If the same amount of heat is added to 25.0 g of each of the metals, which are all at the same initial temperature, which metal will have the highest temperature?
Specific Heats of Metals:
Metal Specific Heat
Copper 0.385 J/(g°C)
Magnesium 1.02 J/(g°C)
Tungsten 0.134 J/(g°C)
Silver 0.237 J/(g°C)
Bismuth 0.123 J/(g°C)

Answer 1

Answer:

The bismuth sample.

Explanation:

The specific heat $c$ of a substance (might not be a metal) is the amount of heat required for heating a unit mass of this substance by unit temperature (e.g., $\rm 1\; ^{\circ}C$.) The formula for specific heat is:

$\displaystyle c = \frac{Q}{m \cdot \Delta T}$,

where

• $Q$ is the amount of heat supplied.
• $m$ is the mass of the sample.
• $\Delta T$ is the increase in temperature.

In this question, the value of $Q$ (amount of heat supplied to the metal) and $m$ (mass of the metal sample) are the same for all four metals.

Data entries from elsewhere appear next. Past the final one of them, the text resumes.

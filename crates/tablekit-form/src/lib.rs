//! Form validation engine.
//!
//! A [`Form`] tracks field values, re-checks a field on every change, checks
//! everything on submit, and resets to its initial values on request.
//! Validators are plain functions from a field value to an optional error
//! message; they can be written in code ([`ValidationRules::rule`]) or
//! loaded from configuration ([`RuleSet`]).

pub mod config;
pub mod error;
pub mod form;
pub mod rules;

pub use config::{RuleConfig, RuleSet};
pub use error::{Result, RuleError};
pub use form::{ChangeEvent, ErrorMap, Form, FormValues};
pub use rules::{VALIDATOR_FAILURE_MESSAGE, ValidationRules, Validator};
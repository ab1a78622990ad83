//! Logging infrastructure using `tracing` and `tracing-subscriber`.
//!
//! The engine crates only emit `tracing` events; this module installs the
//! subscriber for the `tablekit` binary.
//!
//! # Log Levels
//!
//! - `warn`: contained validator failures, ragged input rows
//! - `info`: files loaded, commands completed
//! - `debug`: sort transitions, filter changes, submit outcomes
//! - `trace`: per-field validation results
//!
//! # Usage
//!
//! ```ignore
//! use tablekit_cli::logging::{init_logging, LogConfig};
//!
//! let config = LogConfig::default().with_level(LevelFilter::DEBUG);
//! init_logging(&config).expect("init logging");
//! ```

use std::fs::OpenOptions;
use std::io;
use std::path::PathBuf;
use std::sync::Mutex;

use tracing::level_filters::LevelFilter;
use tracing_subscriber::{
    EnvFilter, Layer, Registry,
    fmt::{self, MakeWriter},
    layer::SubscriberExt,
    util::SubscriberInitExt,
};

/// Crates whose events follow the configured level.
const OWN_CRATES: &[&str] = &[
    "tablekit_cli",
    "tablekit_form",
    "tablekit_ingest",
    "tablekit_model",
    "tablekit_table",
];

/// Configuration for logging behavior.
#[derive(Debug, Clone)]
pub struct LogConfig {
    /// Maximum level for tablekit crates.
    pub level_filter: LevelFilter,
    /// Whether `RUST_LOG` may override `level_filter`.
    pub use_env_filter: bool,
    /// Whether to include timestamps in log output.
    pub with_timestamps: bool,
    /// Whether to include target (module path) in log output.
    pub with_target: bool,
    /// Whether to use ANSI colors in output.
    pub with_ansi: bool,
    /// Output format.
    pub format: LogFormat,
    /// Optional log file path. When set, logs are appended to the file.
    pub log_file: Option<PathBuf>,
}

/// Log output format.
#[derive(Debug, Clone, Copy, Default, PartialEq, Eq)]
pub enum LogFormat {
    /// Human-readable pretty format with colors.
    #[default]
    Pretty,
    /// Compact single-line format.
    Compact,
    /// JSON format for machine parsing.
    Json,
}

impl Default for LogConfig {
    fn default() -> Self {
        Self {
            level_filter: LevelFilter::WARN,
            use_env_filter: true,
            with_timestamps: false,
            with_target: false,
            with_ansi: true,
            format: LogFormat::default(),
            log_file: None,
        }
    }
}

impl LogConfig {
    /// Set the level filter directly.
    #[must_use]
    pub fn with_level(mut self, level_filter: LevelFilter) -> Self {
        self.level_filter = level_filter;
        self
    }

    /// Enable or disable timestamps.
    #[must_use]
    pub fn with_timestamps(mut self, enable: bool) -> Self {
        self.with_timestamps = enable;
        self
    }

    /// Enable or disable ANSI colors.
    #[must_use]
    pub fn with_ansi(mut self, enable: bool) -> Self {
        self.with_ansi = enable;
        self
    }

    /// Set output format.
    #[must_use]
    pub fn with_format(mut self, format: LogFormat) -> Self {
        self.format = format;
        self
    }

    /// Set the log file path (writes to stderr when None).
    #[must_use]
    pub fn with_log_file(mut self, path: Option<PathBuf>) -> Self {
        self.log_file = path;
        self
    }

    /// The filter directive string used when `RUST_LOG` does not apply.
    pub fn directives(&self) -> String {
        let level = self.level_filter.to_string().to_lowercase();
        let mut directives = vec!["warn".to_string()];
        directives.extend(OWN_CRATES.iter().map(|name| format!("{name}={level}")));
        directives.join(",")
    }
}

/// Install the global tracing subscriber for the `tablekit` binary.
///
/// # Errors
///
/// Returns an error if the log file cannot be opened.
///
/// # Panics
///
/// Panics if a global subscriber is already installed.
pub fn init_logging(config: &LogConfig) -> io::Result<()> {
    let layer = match &config.log_file {
        Some(path) => {
            let file = OpenOptions::new().create(true).append(true).open(path)?;
            fmt_layer(config, Mutex::new(file))
        }
        None => fmt_layer(config, io::stderr),
    };
    tracing_subscriber::registry()
        .with(layer.with_filter(build_env_filter(config)))
        .init();
    Ok(())
}

/// The formatting layer for `config`, writing through `writer`.
fn fmt_layer<W>(config: &LogConfig, writer: W) -> Box<dyn Layer<Registry> + Send + Sync>
where
    W: for<'writer> MakeWriter<'writer> + Send + Sync + 'static,
{
    let layer = fmt::layer()
        .with_writer(writer)
        .with_ansi(config.with_ansi && config.log_file.is_none())
        .with_target(config.with_target);
    match (config.format, config.with_timestamps) {
        (LogFormat::Json, true) => layer.json().boxed(),
        (LogFormat::Json, false) => layer.json().without_time().boxed(),
        (LogFormat::Compact, true) => layer.compact().boxed(),
        (LogFormat::Compact, false) => layer.compact().without_time().boxed(),
        (LogFormat::Pretty, true) => layer.boxed(),
        (LogFormat::Pretty, false) => layer.without_time().boxed(),
    }
}

/// Build an `EnvFilter`, letting `RUST_LOG` win when allowed.
fn build_env_filter(config: &LogConfig) -> EnvFilter {
    if config.use_env_filter
        && let Ok(filter) = EnvFilter::try_from_default_env()
    {
        return filter;
    }
    // External crates stay at warn level to reduce noise
    EnvFilter::new(config.directives())
}

#[cfg(test)]
mod tests {
    use super::*;

    #[test]
    fn test_directives_cover_own_crates() {
        let config = LogConfig::default().with_level(LevelFilter::DEBUG);
        let directives = config.directives();
        assert!(directives.starts_with("warn,"));
        assert!(directives.contains("tablekit_table=debug"));
        assert!(directives.contains("tablekit_form=debug"));
    }

    #[test]
    fn test_layer_builds_for_every_format() {
        for format in [LogFormat::Pretty, LogFormat::Compact, LogFormat::Json] {
            for timestamps in [true, false] {
                let config = LogConfig::default()
                    .with_format(format)
                    .with_timestamps(timestamps);
                let layer = fmt_layer(&config, io::sink);
                let _ = layer.with_filter(build_env_filter(&config));
            }
        }
    }

    #[test]
    fn test_off_level_directive() {
        let config = LogConfig::default().with_level(LevelFilter::OFF);
        assert!(config.directives().contains("tablekit_cli=off"));
    }
}
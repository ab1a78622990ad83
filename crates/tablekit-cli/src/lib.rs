//! CLI library components for tablekit.

pub mod logging;
pub mod report;
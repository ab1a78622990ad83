//! Record loading from CSV and JSON files.
//!
//! The engines only ever see `Row` collections; this crate is where those
//! collections come from when the caller works with files.

pub mod delimited;
pub mod error;
pub mod file;
pub mod json;

pub use error::{IngestError, Result};
pub use file::{
    InputFormat, LoadedTable, MAX_FILE_SIZE, check_file_size, check_file_size_with_limit,
    load_records,
};
//! Field values and their coercion rules.
//!
//! Every engine reads record fields through [`FieldValue`]. The two coercions
//! that matter are [`FieldValue::display_string`] (used by filtering and by
//! mixed-type sorting) and [`compare_values`] (used by sorting).

use std::cmp::Ordering;
use std::fmt;

use serde::{Deserialize, Serialize};
use serde_json::Value;

/// A single field value of a record.
///
/// Deserializes from any JSON value: `null` becomes [`FieldValue::Missing`],
/// arrays become [`FieldValue::List`], and nested objects are kept as their
/// compact JSON text.
#[derive(Debug, Clone, Default, PartialEq, Serialize, Deserialize)]
#[serde(from = "Value", into = "Value")]
pub enum FieldValue {
    /// Absent, null, or unknown field.
    #[default]
    Missing,
    Bool(bool),
    Number(f64),
    Text(String),
    /// Nested sequence of values.
    List(Vec<FieldValue>),
}

impl FieldValue {
    /// Returns true for [`FieldValue::Missing`].
    pub fn is_missing(&self) -> bool {
        matches!(self, Self::Missing)
    }

    /// Returns the numeric payload, if this is a number.
    pub fn as_number(&self) -> Option<f64> {
        match self {
            Self::Number(n) => Some(*n),
            _ => None,
        }
    }

    /// Returns the text payload, if this is text.
    pub fn as_text(&self) -> Option<&str> {
        match self {
            Self::Text(s) => Some(s),
            _ => None,
        }
    }

    /// String representation used for filtering and mixed-type ordering.
    ///
    /// Returns an empty string for `Missing`. Numbers are formatted without
    /// a trailing `.0`, lists are joined with commas.
    ///
    /// # Examples
    ///
    /// ```
    /// use tablekit_model::FieldValue;
    ///
    /// assert_eq!(FieldValue::Number(25.0).display_string(), "25");
    /// assert_eq!(FieldValue::Number(2.5).display_string(), "2.5");
    /// assert_eq!(FieldValue::Bool(true).display_string(), "true");
    /// assert_eq!(FieldValue::Missing.display_string(), "");
    /// ```
    pub fn display_string(&self) -> String {
        match self {
            Self::Missing => String::new(),
            Self::Bool(b) => b.to_string(),
            Self::Number(n) => format_numeric(*n),
            Self::Text(s) => s.clone(),
            Self::List(items) => items
                .iter()
                .map(FieldValue::display_string)
                .collect::<Vec<_>>()
                .join(","),
        }
    }
}

impl fmt::Display for FieldValue {
    fn fmt(&self, f: &mut fmt::Formatter<'_>) -> fmt::Result {
        f.write_str(&self.display_string())
    }
}

/// Formats a floating-point number the way it reads in a table cell.
///
/// Integer-valued floats print without a fractional part, negative zero
/// prints as `0`, and infinities print as `Infinity`/`-Infinity`.
///
/// # Examples
///
/// ```
/// use tablekit_model::format_numeric;
///
/// assert_eq!(format_numeric(40.0), "40");
/// assert_eq!(format_numeric(1.50), "1.5");
/// assert_eq!(format_numeric(-0.0), "0");
/// assert_eq!(format_numeric(f64::INFINITY), "Infinity");
/// ```
pub fn format_numeric(v: f64) -> String {
    if v == 0.0 {
        return "0".to_string();
    }
    if v.is_infinite() {
        return if v > 0.0 { "Infinity" } else { "-Infinity" }.to_string();
    }
    let s = format!("{v}");
    // Only trim trailing zeros if there's a decimal point
    if s.contains('.') {
        s.trim_end_matches('0').trim_end_matches('.').to_string()
    } else {
        s
    }
}

/// Parses a trimmed string as a finite `f64`.
pub fn parse_f64(s: &str) -> Option<f64> {
    s.trim().parse::<f64>().ok().filter(|v| v.is_finite())
}

/// Orders two field values for sorting.
///
/// Both numbers compare numerically; any other pair compares by
/// [`FieldValue::display_string`]. `Missing` orders after every defined
/// value, and two `Missing` values are equal. Numbers use
/// [`f64::total_cmp`], so a positive `NaN` orders after every other number and `-0`
/// orders before `0`.
pub fn compare_values(a: &FieldValue, b: &FieldValue) -> Ordering {
    match (a, b) {
        (FieldValue::Missing, FieldValue::Missing) => Ordering::Equal,
        (FieldValue::Missing, _) => Ordering::Greater,
        (_, FieldValue::Missing) => Ordering::Less,
        (FieldValue::Number(x), FieldValue::Number(y)) => x.total_cmp(y),
        (FieldValue::Text(x), FieldValue::Text(y)) => x.cmp(y),
        _ => a.display_string().cmp(&b.display_string()),
    }
}

impl From<Value> for FieldValue {
    fn from(value: Value) -> Self {
        match value {
            Value::Null => Self::Missing,
            Value::Bool(b) => Self::Bool(b),
            Value::Number(n) => n.as_f64().map_or(Self::Missing, Self::Number),
            Value::String(s) => Self::Text(s),
            Value::Array(items) => Self::List(items.into_iter().map(Self::from).collect()),
            Value::Object(map) => Self::Text(Value::Object(map).to_string()),
        }
    }
}

impl From<FieldValue> for Value {
    fn from(value: FieldValue) -> Self {
        match value {
            FieldValue::Missing => Value::Null,
            FieldValue::Bool(b) => Value::Bool(b),
            FieldValue::Number(n) => serde_json::Number::from_f64(n).map_or(Value::Null, Value::Number),
            FieldValue::Text(s) => Value::String(s),
            FieldValue::List(items) => Value::Array(items.into_iter().map(Value::from).collect()),
        }
    }
}

impl From<&str> for FieldValue {
    fn from(value: &str) -> Self {
        Self::Text(value.to_string())
    }
}

impl From<String> for FieldValue {
    fn from(value: String) -> Self {
        Self::Text(value)
    }
}

impl From<bool> for FieldValue {
    fn from(value: bool) -> Self {
        Self::Bool(value)
    }
}

impl From<f64> for FieldValue {
    fn from(value: f64) -> Self {
        Self::Number(value)
    }
}

impl From<f32> for FieldValue {
    fn from(value: f32) -> Self {
        Self::Number(f64::from(value))
    }
}

impl From<i32> for FieldValue {
    fn from(value: i32) -> Self {
        Self::Number(f64::from(value))
    }
}

impl From<u32> for FieldValue {
    fn from(value: u32) -> Self {
        Self::Number(f64::from(value))
    }
}

impl From<i64> for FieldValue {
    #[allow(clippy::cast_precision_loss)]
    fn from(value: i64) -> Self {
        Self::Number(value as f64)
    }
}

impl<T: Into<FieldValue>> From<Option<T>> for FieldValue {
    fn from(value: Option<T>) -> Self {
        value.map_or(Self::Missing, Into::into)
    }
}

impl<T: Into<FieldValue>> From<Vec<T>> for FieldValue {
    fn from(value: Vec<T>) -> Self {
        Self::List(value.into_iter().map(Into::into).collect())
    }
}

#[cfg(test)]
mod tests {
    use super::*;
    use serde_json::json;

    #[test]
    fn test_display_string_list() {
        let value = FieldValue::from(vec![1, 2, 3]);
        assert_eq!(value.display_string(), "1,2,3");
    }

    #[test]
    fn test_format_numeric_keeps_significant_digits() {
        assert_eq!(format_numeric(100.0), "100");
        assert_eq!(format_numeric(0.25), "0.25");
        assert_eq!(format_numeric(-3.5), "-3.5");
    }

    #[test]
    fn test_parse_f64_rejects_non_finite() {
        assert_eq!(parse_f64(" 42 "), Some(42.0));
        assert_eq!(parse_f64("inf"), None);
        assert_eq!(parse_f64("NaN"), None);
        assert_eq!(parse_f64("abc"), None);
    }

    #[test]
    fn test_compare_numbers_numerically() {
        let nine = FieldValue::Number(9.0);
        let ten = FieldValue::Number(10.0);
        assert_eq!(compare_values(&nine, &ten), Ordering::Less);
        // Lexicographically "10" < "9"; numeric comparison must win.
        assert_eq!(compare_values(&ten, &nine), Ordering::Greater);
    }

    #[test]
    fn test_compare_mixed_types_as_strings() {
        let number = FieldValue::Number(10.0);
        let text = FieldValue::from("9");
        assert_eq!(compare_values(&number, &text), Ordering::Less);
    }

    #[test]
    fn test_compare_missing_after_defined() {
        let missing = FieldValue::Missing;
        let text = FieldValue::from("zzz");
        assert_eq!(compare_values(&missing, &text), Ordering::Greater);
        assert_eq!(compare_values(&text, &missing), Ordering::Less);
        assert_eq!(compare_values(&missing, &FieldValue::Missing), Ordering::Equal);
    }

    #[test]
    fn test_compare_nan_after_numbers() {
        let nan = FieldValue::Number(f64::NAN);
        let one = FieldValue::Number(1.0);
        assert_eq!(compare_values(&nan, &one), Ordering::Greater);
        assert_eq!(compare_values(&nan, &nan), Ordering::Equal);
        assert_eq!(
            compare_values(&FieldValue::Number(-0.0), &FieldValue::Number(0.0)),
            Ordering::Less
        );
    }

    #[test]
    fn test_from_json_value() {
        assert_eq!(FieldValue::from(json!(null)), FieldValue::Missing);
        assert_eq!(FieldValue::from(json!(30)), FieldValue::Number(30.0));
        assert_eq!(FieldValue::from(json!("Bob")), FieldValue::from("Bob"));
        assert_eq!(
            FieldValue::from(json!({"city": "Oslo"})),
            FieldValue::from(r#"{"city":"Oslo"}"#)
        );
    }

    #[test]
    fn test_serde_round_trip_through_json() {
        let value: FieldValue = serde_json::from_str("[\"a\", 1, null]").unwrap();
        assert_eq!(
            value,
            FieldValue::List(vec![
                FieldValue::from("a"),
                FieldValue::Number(1.0),
                FieldValue::Missing,
            ])
        );
        assert_eq!(serde_json::to_string(&value).unwrap(), "[\"a\",1.0,null]");
    }
}
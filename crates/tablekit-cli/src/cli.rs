//! CLI argument definitions for tablekit.

use std::path::PathBuf;

use clap::{Parser, Subcommand, ValueEnum};
use clap_verbosity_flag::{Verbosity, WarnLevel};
use colorchoice_clap::Color;

#[derive(Parser)]
#[command(
    name = "tablekit",
    version,
    about = "Sort, filter, and validate record data from the terminal",
    long_about = "Sort, filter, and validate record data from the terminal.\n\n\
                  Reads CSV or JSON record files, applies a free-text filter and\n\
                  single-column sort, and checks form values against declarative rules."
)]
pub struct Cli {
    #[command(subcommand)]
    pub command: Command,

    /// Adjust log verbosity (-v for info, -vv for debug, -q for errors only).
    #[command(flatten)]
    pub verbosity: Verbosity<WarnLevel>,

    /// Control ANSI color output (auto, always, never).
    #[command(flatten)]
    pub color: Color,

    /// Explicit log level (overrides -v/-q flags).
    #[arg(long = "log-level", value_enum, global = true)]
    pub log_level: Option<LogLevelArg>,

    /// Log output format (pretty for human, json for machine parsing).
    #[arg(
        long = "log-format",
        value_enum,
        default_value = "pretty",
        global = true
    )]
    pub log_format: LogFormatArg,

    /// Write logs to a file instead of stderr.
    #[arg(long = "log-file", value_name = "PATH", global = true)]
    pub log_file: Option<PathBuf>,
}

#[derive(Subcommand)]
pub enum Command {
    /// Filter, sort, and page a CSV or JSON record file.
    Table(TableArgs),

    /// Submit form values against a rule file.
    Validate(ValidateArgs),

    /// Compile a rule file and list the fields it covers.
    CheckRules(CheckRulesArgs),
}

#[derive(Parser)]
pub struct TableArgs {
    /// Record file (.csv or .json).
    #[arg(value_name = "FILE")]
    pub file: PathBuf,

    /// Keep records where any searched field contains TEXT (case-insensitive).
    #[arg(long = "filter", value_name = "TEXT")]
    pub filter: Option<String>,

    /// Restrict the filter to this field (repeatable).
    #[arg(long = "field", value_name = "FIELD")]
    pub fields: Vec<String>,

    /// Request a sort on KEY (repeatable; repeating a key cycles
    /// ascending, descending, unsorted).
    #[arg(long = "sort", value_name = "KEY")]
    pub sorts: Vec<String>,

    /// Disable sorting entirely.
    #[arg(long = "no-sort")]
    pub no_sort: bool,

    /// Page to show (1-based).
    #[arg(long = "page", default_value_t = 1)]
    pub page: usize,

    /// Rows per page (0 shows all rows).
    #[arg(long = "page-size", default_value_t = 10)]
    pub page_size: usize,

    /// Print a JSON report instead of a table.
    #[arg(long = "json")]
    pub json: bool,
}

#[derive(Parser)]
pub struct ValidateArgs {
    /// Rule file: JSON object of field name to rule list.
    #[arg(long = "rules", value_name = "RULES")]
    pub rules: PathBuf,

    /// Values file: JSON object of field name to value.
    #[arg(long = "values", value_name = "VALUES")]
    pub values: PathBuf,

    /// Print a JSON report instead of a table.
    #[arg(long = "json")]
    pub json: bool,
}

#[derive(Parser)]
pub struct CheckRulesArgs {
    /// Rule file to compile.
    #[arg(value_name = "RULES")]
    pub rules: PathBuf,
}

/// CLI log level choices.
#[derive(Clone, Copy, ValueEnum)]
pub enum LogLevelArg {
    Error,
    Warn,
    Info,
    Debug,
    Trace,
}

/// CLI log format choices.
#[derive(Clone, Copy, ValueEnum)]
pub enum LogFormatArg {
    Pretty,
    Compact,
    Json,
}
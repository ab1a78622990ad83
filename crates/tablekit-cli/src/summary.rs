use comfy_table::modifiers::UTF8_ROUND_CORNERS;
use comfy_table::presets::UTF8_FULL_CONDENSED;
use comfy_table::{Attribute, Cell, Color, ContentArrangement, Table};

use tablekit_cli::report::{TableReport, ValidationReport};
use tablekit_form::RuleSet;

pub fn print_table_report(report: &TableReport) {
    let mut table = Table::new();
    table.set_header(report.headers.iter().map(|label| header_cell(label)));
    apply_table_style(&mut table);
    for row in &report.rows {
        table.add_row(row.iter().map(|value| value_cell(value)));
    }
    println!("{table}");

    let view = &report.view;
    let mut footer = format!(
        "{} of {} records, page {} of {}",
        view.matched,
        view.total,
        view.page + 1,
        view.page_count
    );
    if !view.filter_text.is_empty() {
        footer.push_str(&format!(", filter \"{}\"", view.filter_text));
    }
    if let Some(sort) = &view.sort {
        footer.push_str(&format!(", sorted by {} {}", sort.key, sort.direction));
    }
    println!("{footer}");
}

pub fn print_validation_report(report: &ValidationReport) {
    if report.valid {
        println!("Valid: {} field rule(s) passed", report.fields_checked);
        return;
    }
    let mut table = Table::new();
    table.set_header(vec![header_cell("Field"), header_cell("Error")]);
    apply_table_style(&mut table);
    for (field, message) in &report.errors {
        table.add_row(vec![
            Cell::new(field).add_attribute(Attribute::Bold),
            Cell::new(message).fg(Color::Red),
        ]);
    }
    println!("{table}");
    println!(
        "Invalid: {} of {} field rule(s) failed",
        report.errors.len(),
        report.fields_checked
    );
}

pub fn print_rule_summary(rule_set: &RuleSet) {
    let mut table = Table::new();
    table.set_header(vec![header_cell("Field"), header_cell("Rules")]);
    apply_table_style(&mut table);
    for field in rule_set.fields() {
        table.add_row(vec![
            Cell::new(field),
            Cell::new(rule_set.rules_for(field).len()),
        ]);
    }
    println!("{table}");
}

pub fn apply_table_style(table: &mut Table) {
    table
        .load_preset(UTF8_FULL_CONDENSED)
        .apply_modifier(UTF8_ROUND_CORNERS)
        .set_content_arrangement(ContentArrangement::Dynamic);
}

fn header_cell(label: &str) -> Cell {
    Cell::new(label)
        .fg(Color::Cyan)
        .add_attribute(Attribute::Bold)
}

fn value_cell(value: &str) -> Cell {
    if value.is_empty() {
        Cell::new("-").add_attribute(Attribute::Dim)
    } else {
        Cell::new(value)
    }
}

To find $\Delta T$ (change in temperature,) rearrange the equation:

$\displaystyle c \cdot \Delta T = \frac{Q}{m}$,

$\displaystyle \Delta T = \frac{Q}{c \cdot m}$.

In other words, the change in temperature of the sample, $\Delta T$ can be expressed as a fraction. Additionally, the specific heat of sample, $c$, is in the denominator of that fraction. Hence, the value of the fraction would be the largest for sample with the smallest specific heat.

Make sure that all the specific heat values are in the same unit. Find the one with the smallest specific heat: bismuth ($\rm 0.123 \; J \cdot g\cdot \,^{\circ}C^{-1}$.) That sample would have the greatest increase in temperature. Since all six samples started at the same temperature, the bismuth sample would also have the highest final temperature.